Ask HN: What are the best coding practices in research projects? - mlajszczak
Research environment differs significantly from regular software engineering:<p>- researchers conduct experiments that may fail<p>- they often produce PoC instead of final products<p>- it&#x27;s tempting to produce tonnes of low quality code (since it just an experiment&#x2F;PoC!)<p>- often researchers are not software engineers so they don&#x27;t really care about code quality &#x2F; tests<p>How to find a good trade-off between high coding standards and not getting in the way of research? Is it possible to move smoothly from PoC to production solution without rewriting everything from scratch? How to share code between experiments &#x2F; PoCs?
======
electricslpnsld
Used to be a research scientist at a ~3k person Bay Area company. Early
versions of a project typically existed outside of the mainline code branch at
the company (we usually just tossed it into the company's private gitlab). We
tried to keep things reasonably organized and conforming to the company's
standards, but as paper deadlines approached the code usually devolved into a
mess of technical debt (just like grad school!). After we knew we had some new
algorithm or technique that worked, we typically went back and stripped away
the cruft, cleaned up the code so it conformed with the company's coding
standards, added required tests, pushed to the company's main branch, and
began the really hard work: convincing people in the company that what we did
was useful for their work to drive adoption.

Addressing the specific points:

> \- researchers conduct experiments that may fail

Very true! Often many, many, many experiments...

> \- they often produce PoC instead of final products

This is going to vary a lot depending on where you are working. We were
responsible for developing, deploying, and for some time supporting whatever
we developed.

> \- it's tempting to produce tonnes of low quality code (since it just an
> experiment/PoC!)

Yep, especially in early stages.

> \- often researchers are not software engineers so they don't really care
> about code quality / tests

This really depends on what stage in the lifecycle of a research project we
were in. We were responsible for deploying the final code, so at the end of
the day it had to be of the same quality as something someone with the title
of software engineer would generate.

------
cbanek
I think the first two are probably the right kinds of problems. Even in normal
software engineering, you want to try out PoC's to prove that they are what
your customer wants, and that things generally work the way you think they
should.

Code quality is another problem entirely. I agree code quality can get out of
control as soon as the PoC is promoted to something resembling "production."

My suggestions are:

\- First, if you get frustrated at researchers for code quality, let them
calmly know why you are upset. If they are being inefficient, many would love
to hear tips to keep it from happening. Let them know when the things they are
doing might affect large groups of people.
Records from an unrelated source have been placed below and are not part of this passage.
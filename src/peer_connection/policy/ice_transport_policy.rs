use std::fmt;

use serde::{Deserialize, Serialize};

/// RTCIceTransportPolicy limits which candidates the media backend may use for
/// connectivity checks. The engine hands it over with the configuration and
/// does not filter candidates itself.
///
/// [W3C]: https://w3c.github.io/webrtc-pc/#rtcicetransportpolicy-enum
#[derive(Default, Debug, PartialEq, Eq, Copy, Clone, Serialize, Deserialize)]
#[serde(rename_all = "lowercase")]
pub enum RTCIceTransportPolicy {
    /// Any candidate type.
    #[default]
    All,

    /// Only relayed candidates, such as those through a TURN server.
    Relay,
}

impl fmt::Display for RTCIceTransportPolicy {
    fn fmt(&self, f: &mut fmt::Formatter<'_>) -> fmt::Result {
        f.write_str(match self {
            RTCIceTransportPolicy::All => "all",
            RTCIceTransportPolicy::Relay => "relay",
        })
    }
}

#[cfg(test)]
mod test {
    use super::*;

    #[test]
    fn test_ice_transport_policy_json() {
        let policy: RTCIceTransportPolicy = serde_json::from_str(r#""relay""#).unwrap();
        assert_eq!(policy, RTCIceTransportPolicy::Relay);
        assert_eq!(serde_json::to_string(&policy).unwrap(), r#""relay""#);

        assert!(serde_json::from_str::<RTCIceTransportPolicy>(r#""none""#).is_err());
    }

    #[test]
    fn test_ice_transport_policy_default() {
        assert_eq!(RTCIceTransportPolicy::default(), RTCIceTransportPolicy::All);
        assert_eq!(RTCIceTransportPolicy::default().to_string(), "all");
    }
}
\- Don't try to write tests for everything. This just slows you down, getting
away from the good things above. Write tests for things that are frequently
broken, and absolutely required to work, such as core functionality. If
something gets broken 2 or 3 times, you should definitely have a test.

\- Make your tests as high level as possible. Compute power is cheap, and
despite what you might hear from the TDD/unit testing crowd, your tests don't
need to run in 2 seconds to be useful. I like to have tests that emulate
users, because as you change the logic of how you're doing things, you still
have tests to back you up.

\- Add lots of additional logging. This helps document the code (since the
messages should be useful and say what is going on), and provides great info
for debugging issues after they've already occurred. I've been saved by good
logging more times than I can remember, especially on different
OS/environments that aren't the test environment.
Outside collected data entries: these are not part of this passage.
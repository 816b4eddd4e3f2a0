use serde::{Deserialize, Serialize};
use smol_str::SmolStr;

use crate::peer_connection::math_rand_alpha;
use crate::rtp_transceiver::rtp_codec::RTPCodecType;

const GENERATED_ID_LEN: usize = 16;

/// SourceHandle is the backend's opaque reference to a media source, either a
/// local capture device or a decoded remote flow.
#[derive(Debug, Copy, Clone, PartialEq, Eq, Hash, Serialize, Deserialize)]
pub struct SourceHandle(pub u64);

/// MediaStreamTrack is a single audio or video track, local or remote.
#[derive(Debug, Clone, PartialEq, Eq)]
pub struct MediaStreamTrack {
    pub id: SmolStr,
    pub kind: RTPCodecType,
    pub label: String,
    pub source: Option<SourceHandle>,
}

impl MediaStreamTrack {
    /// new creates a track with a generated id.
    pub fn new(kind: RTPCodecType, label: &str, source: Option<SourceHandle>) -> Self {
        MediaStreamTrack {
            id: SmolStr::new(math_rand_alpha(GENERATED_ID_LEN)),
            kind,
            label: label.to_owned(),
            source,
        }
    }

    pub(crate) fn remote(id: Option<&SmolStr>, kind: RTPCodecType, source: SourceHandle) -> Self {
        MediaStreamTrack {
            id: id
                .cloned()
                .unwrap_or_else(|| SmolStr::new(math_rand_alpha(GENERATED_ID_LEN))),
            kind,
            label: format!("Remote {kind} source"),
            source: Some(source),
        }
    }
}

/// MediaStream groups tracks that are synchronized together.
#[derive(Debug, Clone, PartialEq, Eq)]
pub struct MediaStream {
    pub id: SmolStr,
    pub tracks: Vec<MediaStreamTrack>,
}

impl MediaStream {
    /// new creates a stream with a generated id.
    pub fn new(tracks: Vec<MediaStreamTrack>) -> Self {
        Self::with_id(SmolStr::new(math_rand_alpha(GENERATED_ID_LEN)), tracks)
    }

    pub fn with_id(id: SmolStr, tracks: Vec<MediaStreamTrack>) -> Self {
        MediaStream { id, tracks }
    }

    pub fn audio_tracks(&self) -> impl Iterator<Item = &MediaStreamTrack> {
        self.tracks
            .iter()
            .filter(|t| t.kind == RTPCodecType::Audio)
    }

    pub fn video_tracks(&self) -> impl Iterator<Item = &MediaStreamTrack> {
        self.tracks
            .iter()
            .filter(|t| t.kind == RTPCodecType::Video)
    }

    pub fn track_by_id(&self, id: &str) -> Option<&MediaStreamTrack> {
        self.tracks.iter().find(|t| t.id == id)
    }

    /// merge_tracks folds `tracks` into the stream. A track whose id is
    /// already present replaces it, others are appended.
    pub(crate) fn merge_tracks(&mut self, tracks: &[MediaStreamTrack]) {
        for track in tracks {
            match self.tracks.iter_mut().find(|t| t.id == track.id) {
                Some(known) => *known = track.clone(),
                None => self.tracks.push(track.clone()),
            }
        }
    }
}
\- Don't worry too much about edge cases. Just print a log line or crash out
if it's something ridiculous you've gotten yourself into, which is a lot more
friendly than figuring out some horrendous bug mired in retry logic that has
masked the original issue.

\- Insist on version control, but not code reviews. Code reviews can really
slow you down. Instead, fix problems after they come up. You haven't shipped,
right?

\- Run the build and tests in a simple CI loop that runs overnight. Don't
worry about testing each commit, just know if it works or doesn't work. Fix
the problems.

These last two are related:

\- Feel free to just start over. Delete huge amounts of code, and try a
different approach.

\- If you have gone past the point of no return (you don't want to start
over), then start production-izing the code. Again, aim at the problems to
start, not some coverage metric. Look over all the code and reduce redundancy.
It's a lot easier to review code once it's all there, rather than bit by bit.

------
irvingprime
I used to be a software lead in a research organization. I have a LOT of
opinions on the subject but I'll give you just a few points.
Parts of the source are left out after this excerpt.